N-substituted maleimide inactivation of the response to taste cell stimulation

Abstract

N-Ethylmaleimide (NEM) irreversibly inactivates the response of gustatory cells to stimulation by NaCl, sucrose and hydrogen ions. The rate of inactivation can be measured by monitoring the decay of NaCl-stimulated summated electrophysiological activity at the chorda tympani nerve in the presence of NEM. The observed pseudo first-order rate constants are linear with NEM concentration, and the second-order rate constant is 0.38 M⁻¹ sec⁻¹. Other N-substituted maleimides, such as N-methylmaleimide and N-butylmaleimide, which have ether:water partition coefficients similar to NEM, inactivate the NaCl-stimulated response at rates comparable to NEM. However, the hydrophobic derivative, 4-(N-maleimido)phenyltrimethylammonium has a significantly lower ether:water partition coefficient and is essentially ineffective as an inactivator of the NaCl response.

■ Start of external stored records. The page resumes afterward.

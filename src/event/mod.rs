mod change_item;

pub use change_item::*;
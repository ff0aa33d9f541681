//! Assembles an [`EventSink`] from a [`ForwarderConfig`].
//!
//! Components left unset fall back to production defaults: a
//! [`GrpcTransport`] connected to `transport.endpoint`, and the routing key
//! provider described by the `routing` section.
//!
//! ## Example
//! ```ignore
//! let (shutdown_tx, shutdown_rx) = watch::channel(());
//! let sink = SinkBuilder::new(config, shutdown_rx)
//!     .start_metrics_server(shutdown_tx.subscribe())
//!     .build::<serde_json::Value>()
//!     .await?;
//! let handle = sink.handle();
//! tokio::spawn(sink.run());
//! handle.update_events(Some(pod), None).await;
//! ```

use std::sync::Arc;

use serde::Serialize;
use tokio::sync::watch;
use tracing::debug;
use tracing::info;

use crate::metrics;
use crate::provider_from_config;
use crate::BatchBuilder;
use crate::BoundedBuffer;
use crate::Dispatcher;
use crate::EventSink;
use crate::ForwarderConfig;
use crate::GrpcTransport;
use crate::Result;
use crate::RoutingKeyProvider;
use crate::Transport;

pub struct SinkBuilder {
    config: ForwarderConfig,
    shutdown_signal: watch::Receiver<()>,
    transport: Option<Box<dyn Transport>>,
    routing: Option<Arc<dyn RoutingKeyProvider>>,
}

impl SinkBuilder {
    pub fn new(
        config: ForwarderConfig,
        shutdown_signal: watch::Receiver<()>,
    ) -> Self {
        Self {
            config,
            shutdown_signal,
            transport: None,
            routing: None,
        }
    }

    /// Sets a custom transport instead of connecting over gRPC
    pub fn transport(
        mut self,
        transport: impl Transport,
    ) -> Self {
        self.transport = Some(Box::new(transport));
        self
    }

    /// Sets a custom routing key provider, e.g. a [`SharedRoutingKey`](crate::SharedRoutingKey)
    pub fn routing_key_provider(
        mut self,
        provider: Arc<dyn RoutingKeyProvider>,
    ) -> Self {
        self.routing = Some(provider);
        self
    }

    /// Launches the Prometheus endpoint when `monitoring.metrics_addr` is set.
    pub fn start_metrics_server(
        self,
        shutdown_signal: watch::Receiver<()>,
    ) -> Self {
        let Some(addr) = self.config.monitoring.metrics_addr else {
            debug!("metrics endpoint disabled");
            return self;
        };
        tokio::spawn(async move {
            metrics::start_server(addr, shutdown_signal).await;
        });
        self
    }

    /// Validates the configuration and assembles the sink.
    ///
    /// # Errors
    /// - [`Error::InvalidConfig`](crate::Error::InvalidConfig) when a section fails validation
    /// - [`TransportError`](crate::TransportError) when the default transport cannot connect
    pub async fn build<R>(self) -> Result<EventSink<R>>
    where
        R: Serialize + Send + 'static,
    {
        let config = self.config.validate()?;

        let transport: Box<dyn Transport> = match self.transport {
            Some(transport) => transport,
            None => Box::new(GrpcTransport::connect(&config.transport).await?),
        };
        let routing = self
            .routing
            .unwrap_or_else(|| provider_from_config(&config.routing));

        let buffer = Arc::new(BoundedBuffer::new(config.buffer.capacity, config.buffer.policy()));
        let builder = BatchBuilder::new(
            Dispatcher::new(transport, config.retry.dispatch),
            config.batch.max_batch_bytes,
            config.transport.queue_name.clone(),
            config.routing.property_name.clone(),
            config.failure.clone(),
        );

        info!(
            endpoint = %config.transport.endpoint,
            queue = %config.transport.queue_name,
            capacity = config.buffer.capacity,
            overflow = config.buffer.overflow,
            "event sink assembled"
        );
        Ok(EventSink::new(buffer, builder, routing, self.shutdown_signal))
    }
}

These results, together with the observation that the inactivation rate is independent of pH between 4.5 and 7.0, indicate the inactivation site is either intracellular or buried within the cell membrane at a locus inaccessible to most extracellular fluids. The rate of inactivation of the sucrose and HCl responses were measured indirectly and found to be comparable to the NaCl-stimulated inactivation rate, indicating the inhibited event is common to the transduction of the response for all of the stimuli examined. Possible sites of inactivation by N-Substituted maleimides are considered in the context of the results. This kinetic approach should have application in searching for and characterizing receptor-specific as well as other classes of taste cell inhibitors.